In this interview, former Foreign Affairs Minister, Professor Bolaji Akinyemi insists that President Muhammadu Buhari’s gesture to Nigerians and the MKO Abiola family on the vexed issue of June 12, 1993, presidential election annulment is a welcome development. Akinyemi, who was the co-Chair of the 2014 Constitutional Conference, explains that Buhari’s courage in de-annulling the election must be appreciated.

 

But while reminiscing on the June 12 struggle, Akinyemi, who had also served as the Director-General, Nigeria Institute for International Affairs, NIIA, looked back with nostalgia on some dark days. For instance, he was lucky that his house was not bombed the same day that of General Alani Akinrinade.   You will find the interview interesting. Excerpts.

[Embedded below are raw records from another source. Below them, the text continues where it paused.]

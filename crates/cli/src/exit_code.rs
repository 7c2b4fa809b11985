//! Exit code definitions for rp CLI
//!
//! This file is protected by CI. Any modifications require the Breaking Change process:
//! 1. Update version number
//! 2. Provide migration plan
//! 3. Update CHANGELOG
//! 4. Mark PR as BREAKING

/// Exit codes for the rp CLI application.
///
/// These codes follow a consistent convention to allow scripts and automation
/// to handle different error scenarios appropriately.
#[derive(Debug, Clone, Copy, PartialEq, Eq)]
#[repr(i32)]
pub enum ExitCode {
    /// Operation completed successfully
    Success = 0,

    /// General/unspecified error
    GeneralError = 1,

    /// User input error: invalid arguments, unsupported output format, bad manifest
    UsageError = 2,

    /// Resource not found in the store
    NotFound = 5,

    /// Resource already exists in the store
    Conflict = 6,
}

impl ExitCode {
    /// Convert exit code to i32 for use with std::process::exit
    #[inline]
    pub const fn as_i32(self) -> i32 {
        self as i32
    }

    /// Create exit code from i32 value
    ///
    /// Returns None if the value doesn't correspond to a known exit code.
    pub const fn from_i32(code: i32) -> Option<Self> {
        match code {
            0 => Some(Self::Success),
            1 => Some(Self::GeneralError),
            2 => Some(Self::UsageError),
            5 => Some(Self::NotFound),
            6 => Some(Self::Conflict),
            _ => None,
        }
    }

    /// Map an `rp_core::Error` to its exit code
    pub fn from_error(err: &rp_core::Error) -> Self {
        Self::from_i32(err.exit_code()).unwrap_or(Self::GeneralError)
    }
}

impl From<ExitCode> for i32 {
    fn from(code: ExitCode) -> Self {
        code.as_i32()
    }
}

#[cfg(test)]
mod tests {
    use super::*;

    #[test]
    fn test_exit_code_values() {
        assert_eq!(ExitCode::Success.as_i32(), 0);
        assert_eq!(ExitCode::GeneralError.as_i32(), 1);
        assert_eq!(ExitCode::UsageError.as_i32(), 2);
        assert_eq!(ExitCode::NotFound.as_i32(), 5);
        assert_eq!(ExitCode::Conflict.as_i32(), 6);
    }

    #[test]
    fn test_exit_code_from_i32() {
        assert_eq!(ExitCode::from_i32(0), Some(ExitCode::Success));
        assert_eq!(ExitCode::from_i32(1), Some(ExitCode::GeneralError));
        assert_eq!(ExitCode::from_i32(2), Some(ExitCode::UsageError));
        assert_eq!(ExitCode::from_i32(3), None);
        assert_eq!(ExitCode::from_i32(5), Some(ExitCode::NotFound));
        assert_eq!(ExitCode::from_i32(6), Some(ExitCode::Conflict));
        assert_eq!(ExitCode::from_i32(130), None);
        assert_eq!(ExitCode::from_i32(99), None);
    }

    #[test]
    fn test_exit_code_from_error() {
        let err = rp_core::Error::AlreadyExists("pod/foo".into());
        assert_eq!(ExitCode::from_error(&err), ExitCode::Conflict);

        let err = rp_core::Error::NotFound("pod/foo".into());
        assert_eq!(ExitCode::from_error(&err), ExitCode::NotFound);

        let err = rp_core::Error::General("boom".into());
        assert_eq!(ExitCode::from_error(&err), ExitCode::GeneralError);
    }

    #[test]
    fn test_exit_code_into_i32() {
        let code: i32 = ExitCode::Success.into();
        assert_eq!(code, 0);

        let code: i32 = ExitCode::NotFound.into();
        assert_eq!(code, 5);
    }
}
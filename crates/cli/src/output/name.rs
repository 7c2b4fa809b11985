//! Name printer
//!
//! Prints `kind[.group]/name` for each object, optionally followed by the
//! operation that was performed on it.

use std::io::Write;
use std::sync::Arc;

use rp_core::{ObjectTyper, list_items};
use serde_json::Value;

use super::{PrintError, ResourcePrinter};

/// Printer for `--output=name` and the default success message
///
/// Built by [`NamePrintFlags`](super::NamePrintFlags); not mutated afterwards.
pub struct NamePrinter {
    operation: String,
    short_output: bool,
    typer: Arc<dyn ObjectTyper>,
}

impl NamePrinter {
    /// Create a printer that appends `operation` to each name
    pub fn new(operation: impl Into<String>, typer: Arc<dyn ObjectTyper>) -> Self {
        Self {
            operation: operation.into(),
            short_output: false,
            typer,
        }
    }

    /// Only print names, never the operation
    pub fn short(mut self) -> Self {
        self.short_output = true;
        self
    }
}

impl std::fmt::Debug for NamePrinter {
    fn fmt(&self, f: &mut std::fmt::Formatter<'_>) -> std::fmt::Result {
        f.debug_struct("NamePrinter")
            .field("operation", &self.operation)
            .field("short_output", &self.short_output)
            .finish_non_exhaustive()
    }
}

impl ResourcePrinter for NamePrinter {
    fn print_obj(&self, obj: &Value, w: &mut dyn Write) -> Result<(), PrintError> {
        if let Some(items) = list_items(obj) {
            for item in items {
                self.print_obj(item, w)?;
            }
            return Ok(());
        }

        let reference = self.typer.resolve(obj)?;
        if reference.kind().is_empty() {
            return Err(PrintError::MissingKind {
                name: reference.name,
            });
        }

        if self.short_output || self.operation.is_empty() {
            writeln!(w, "{reference}")?;
        } else {
            writeln!(w, "{reference} {}", self.operation)?;
        }
        Ok(())
    }
}

#[cfg(test)]
mod tests {
    use super::*;
    use rp_core::UnstructuredTyper;
    use serde_json::json;

    fn render(printer: &NamePrinter, obj: &Value) -> String {
        let mut buf = Vec::new();
        printer.print_obj(obj, &mut buf).unwrap();
        String::from_utf8(buf).unwrap()
    }

    fn printer(operation: &str) -> NamePrinter {
        NamePrinter::new(operation, Arc::new(UnstructuredTyper))
    }

    #[test]
    fn test_message_mode() {
        let obj = json!({"apiVersion": "v1", "kind": "Pod", "metadata": {"name": "foo"}});
        assert_eq!(render(&printer("created"), &obj), "pod/foo created\n");
    }

    #[test]
    fn test_short_mode_drops_operation() {
        let obj = json!({"apiVersion": "v1", "kind": "Pod", "metadata": {"name": "foo"}});
        assert_eq!(render(&printer("deleted").short(), &obj), "pod/foo\n");
    }

    #[test]
    fn test_group_is_rendered() {
        let obj = json!({
            "apiVersion": "apps/v1",
            "kind": "Deployment",
            "metadata": {"name": "web"}
        });
        assert_eq!(
            render(&printer("configured"), &obj),
            "deployment.apps/web configured\n"
        );
        assert_eq!(render(&printer("").short(), &obj), "deployment.apps/web\n");
    }

    #[test]
    fn test_empty_operation_prints_name_only() {
        let obj = json!({"apiVersion": "v1", "kind": "Pod", "metadata": {"name": "foo"}});
        assert_eq!(render(&printer(""), &obj), "pod/foo\n");
    }

    #[test]
    fn test_list_prints_each_item() {
        let list = json!({
            "apiVersion": "v1",
            "kind": "List",
            "items": [
                {"apiVersion": "v1", "kind": "Pod", "metadata": {"name": "a"}},
                {"apiVersion": "v1", "kind": "Service", "metadata": {"name": "b"}}
            ]
        });
        insta::assert_snapshot!(render(&printer("created"), &list).trim_end(), @r"
        pod/a created
        service/b created
        ");
    }

    #[test]
    fn test_missing_kind() {
        let obj = json!({"apiVersion": "v1", "metadata": {"name": "foo"}});
        let mut buf = Vec::new();
        let err = printer("created").print_obj(&obj, &mut buf).unwrap_err();
        assert!(matches!(err, PrintError::MissingKind { ref name } if name == "foo"));
        assert!(buf.is_empty());
    }

    #[test]
    fn test_decode_error_propagates() {
        let mut buf = Vec::new();
        let err = printer("created").print_obj(&json!("nope"), &mut buf).unwrap_err();
        assert!(matches!(err, PrintError::Decode(_)));
    }
}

As the 1993 election crisis raged, people were moving out of the country because anti-June 12 forces were baring their fangs. And people knew you were very close to General Akinrinade because you were moving around together. Can you give an instance when you were moving through the ‘NADECO Route’ to actualize June 12?

Our movement in and out of the country actually persuaded me to believe that it was a mistake to think that all northerners were supporters of Abacha or all northerners were anti-NADECO. I give two examples. The day I was leaving the country, I was smuggled across the border but I supposed there were still some things the smuggler still had to do; like some people needed to be settled.

You were not smuggled, you were being trafficked…

Okay, I was being trafficked because it was for a fee. So I was sitting out in a vehicle, across the border, all alone in the car.

And, suddenly, this tall man walked from Nigeria’s side wearing what we called the Shagari cap – obviously a Hausa man. He came, he looked inside the car, he didn’t put on torchlight as the place was well lit and he could see inside the car. Then, he turned around and walked away.

I was actually expecting him to come back with people carrying guns, but he didn’t come back. Instead, it was my trafficker who came, jumped into the car and we zoomed off to Cotonou. Obviously the man who came wearing Shagari cap knew who I was. It was whether he was indifferent as long as he was paid or good luck.

Were you ever arrested during one of those 

There was a time General Akinrinade and I were arrested in Cotonou, in the hotel.

You were in the hotel when they came to arrest you?

Yes. The people of French-speaking African countries are very good. When you check into a hotel, you leave your passport, and the hotel people must then report to security forces that ‘we have foreigners,   here are their documents and so on are here’.

I think there was one form that we were supposed to have filled but which we didn’t fill. The following morning, some security agents came and said we should follow them.

To be more accurate, they said the General should follow them because he was the one that didn’t fill the form, I filled the form.

And I said no, “he is not going anywhere I am going with him”. They said they were not asking me. I said it did not matter, we were together, “where he (Akinrinade) goes, I go”. So we went.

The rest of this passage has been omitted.